ASSIGNED TASK:
Search each line below for "Decimal", then return the lines where it appears.

(Collected data entries)
>>>

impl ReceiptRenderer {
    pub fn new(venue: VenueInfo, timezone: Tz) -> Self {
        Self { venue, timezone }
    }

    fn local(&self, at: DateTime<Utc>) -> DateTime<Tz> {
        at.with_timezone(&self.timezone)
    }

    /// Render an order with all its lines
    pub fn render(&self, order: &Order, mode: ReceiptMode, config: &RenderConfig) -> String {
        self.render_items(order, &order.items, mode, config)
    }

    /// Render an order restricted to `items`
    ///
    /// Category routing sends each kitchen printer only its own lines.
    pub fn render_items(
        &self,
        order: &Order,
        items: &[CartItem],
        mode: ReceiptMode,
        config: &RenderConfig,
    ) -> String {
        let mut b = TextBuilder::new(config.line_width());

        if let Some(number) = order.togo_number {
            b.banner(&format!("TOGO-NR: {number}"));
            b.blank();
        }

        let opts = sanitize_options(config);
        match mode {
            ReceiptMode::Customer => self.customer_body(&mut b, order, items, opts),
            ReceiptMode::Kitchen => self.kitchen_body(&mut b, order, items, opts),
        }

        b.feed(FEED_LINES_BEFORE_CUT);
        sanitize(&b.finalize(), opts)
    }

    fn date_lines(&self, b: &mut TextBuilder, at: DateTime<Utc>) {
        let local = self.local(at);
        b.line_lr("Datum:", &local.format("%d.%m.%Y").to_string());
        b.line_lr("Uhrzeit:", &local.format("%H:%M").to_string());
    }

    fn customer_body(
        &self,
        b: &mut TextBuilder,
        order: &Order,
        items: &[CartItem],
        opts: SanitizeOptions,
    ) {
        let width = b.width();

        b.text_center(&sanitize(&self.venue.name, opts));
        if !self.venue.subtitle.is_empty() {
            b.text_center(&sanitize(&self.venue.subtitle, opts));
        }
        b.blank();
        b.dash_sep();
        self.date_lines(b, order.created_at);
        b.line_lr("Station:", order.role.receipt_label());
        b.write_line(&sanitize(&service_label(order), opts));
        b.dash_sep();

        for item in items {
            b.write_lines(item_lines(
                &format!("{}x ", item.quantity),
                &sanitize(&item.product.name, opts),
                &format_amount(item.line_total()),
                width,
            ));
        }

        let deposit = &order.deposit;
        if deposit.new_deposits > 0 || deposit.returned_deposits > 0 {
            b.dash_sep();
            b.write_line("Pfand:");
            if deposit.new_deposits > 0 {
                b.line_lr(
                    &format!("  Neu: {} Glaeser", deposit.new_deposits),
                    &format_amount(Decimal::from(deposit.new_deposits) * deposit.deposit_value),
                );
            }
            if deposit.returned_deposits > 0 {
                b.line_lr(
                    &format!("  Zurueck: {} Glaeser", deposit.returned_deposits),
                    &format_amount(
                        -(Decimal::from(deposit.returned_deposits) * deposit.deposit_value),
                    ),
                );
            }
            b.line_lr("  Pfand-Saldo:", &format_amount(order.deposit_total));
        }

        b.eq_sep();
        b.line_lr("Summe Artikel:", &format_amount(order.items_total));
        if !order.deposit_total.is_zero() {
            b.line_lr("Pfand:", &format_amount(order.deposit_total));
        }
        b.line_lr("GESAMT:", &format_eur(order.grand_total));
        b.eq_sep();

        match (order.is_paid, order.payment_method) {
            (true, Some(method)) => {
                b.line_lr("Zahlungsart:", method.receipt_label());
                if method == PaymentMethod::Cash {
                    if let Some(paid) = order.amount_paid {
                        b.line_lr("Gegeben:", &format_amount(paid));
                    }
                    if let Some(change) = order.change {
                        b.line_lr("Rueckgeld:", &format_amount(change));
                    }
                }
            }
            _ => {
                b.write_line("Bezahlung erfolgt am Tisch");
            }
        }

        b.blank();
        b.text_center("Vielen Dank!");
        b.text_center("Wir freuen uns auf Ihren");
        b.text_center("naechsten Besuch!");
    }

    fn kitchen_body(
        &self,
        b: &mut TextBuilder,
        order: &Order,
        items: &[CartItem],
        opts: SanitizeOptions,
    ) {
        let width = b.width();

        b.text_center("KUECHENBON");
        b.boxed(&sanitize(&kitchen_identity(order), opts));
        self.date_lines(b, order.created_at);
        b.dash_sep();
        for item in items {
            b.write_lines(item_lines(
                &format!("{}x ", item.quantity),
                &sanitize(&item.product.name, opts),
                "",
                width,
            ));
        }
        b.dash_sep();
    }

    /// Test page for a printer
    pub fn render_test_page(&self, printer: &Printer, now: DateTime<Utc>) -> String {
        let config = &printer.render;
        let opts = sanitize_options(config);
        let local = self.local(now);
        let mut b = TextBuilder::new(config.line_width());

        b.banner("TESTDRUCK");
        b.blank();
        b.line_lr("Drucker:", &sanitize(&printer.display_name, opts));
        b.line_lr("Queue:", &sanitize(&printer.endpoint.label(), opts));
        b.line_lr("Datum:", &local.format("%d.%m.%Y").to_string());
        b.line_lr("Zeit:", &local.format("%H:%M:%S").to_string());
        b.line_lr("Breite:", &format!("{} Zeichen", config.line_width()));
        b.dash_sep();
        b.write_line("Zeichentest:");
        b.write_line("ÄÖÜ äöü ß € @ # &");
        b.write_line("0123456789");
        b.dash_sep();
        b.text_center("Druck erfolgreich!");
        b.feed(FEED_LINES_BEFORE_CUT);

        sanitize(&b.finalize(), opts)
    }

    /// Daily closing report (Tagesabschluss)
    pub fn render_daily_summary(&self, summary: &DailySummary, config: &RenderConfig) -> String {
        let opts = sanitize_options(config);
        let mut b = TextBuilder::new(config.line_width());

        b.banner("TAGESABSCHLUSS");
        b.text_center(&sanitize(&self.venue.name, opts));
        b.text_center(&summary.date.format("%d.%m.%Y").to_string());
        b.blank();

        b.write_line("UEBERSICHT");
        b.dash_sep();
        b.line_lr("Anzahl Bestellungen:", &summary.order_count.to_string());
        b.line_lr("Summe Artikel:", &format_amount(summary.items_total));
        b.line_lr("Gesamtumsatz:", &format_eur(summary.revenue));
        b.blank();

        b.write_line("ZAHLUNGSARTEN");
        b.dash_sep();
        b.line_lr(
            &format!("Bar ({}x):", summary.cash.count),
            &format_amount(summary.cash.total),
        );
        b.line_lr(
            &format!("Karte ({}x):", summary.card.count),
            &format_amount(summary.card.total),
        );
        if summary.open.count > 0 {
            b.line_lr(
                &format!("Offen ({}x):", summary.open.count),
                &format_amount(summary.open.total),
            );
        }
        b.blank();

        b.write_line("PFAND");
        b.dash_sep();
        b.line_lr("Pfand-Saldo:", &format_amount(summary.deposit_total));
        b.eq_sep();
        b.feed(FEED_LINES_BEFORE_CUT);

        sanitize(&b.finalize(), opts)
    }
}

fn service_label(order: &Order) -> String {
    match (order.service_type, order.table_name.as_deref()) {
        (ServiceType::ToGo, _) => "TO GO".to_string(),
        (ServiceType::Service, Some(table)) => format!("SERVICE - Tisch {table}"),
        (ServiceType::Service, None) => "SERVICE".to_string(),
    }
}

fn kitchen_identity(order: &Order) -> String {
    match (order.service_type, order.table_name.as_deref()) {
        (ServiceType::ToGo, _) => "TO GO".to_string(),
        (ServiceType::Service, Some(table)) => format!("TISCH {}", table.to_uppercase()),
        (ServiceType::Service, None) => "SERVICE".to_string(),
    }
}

<<<

RESPONSE TO THE EXERCISE:
                    &format_amount(Decimal::from(deposit.new_deposits) * deposit.deposit_value),
                        -(Decimal::from(deposit.returned_deposits) * deposit.deposit_value),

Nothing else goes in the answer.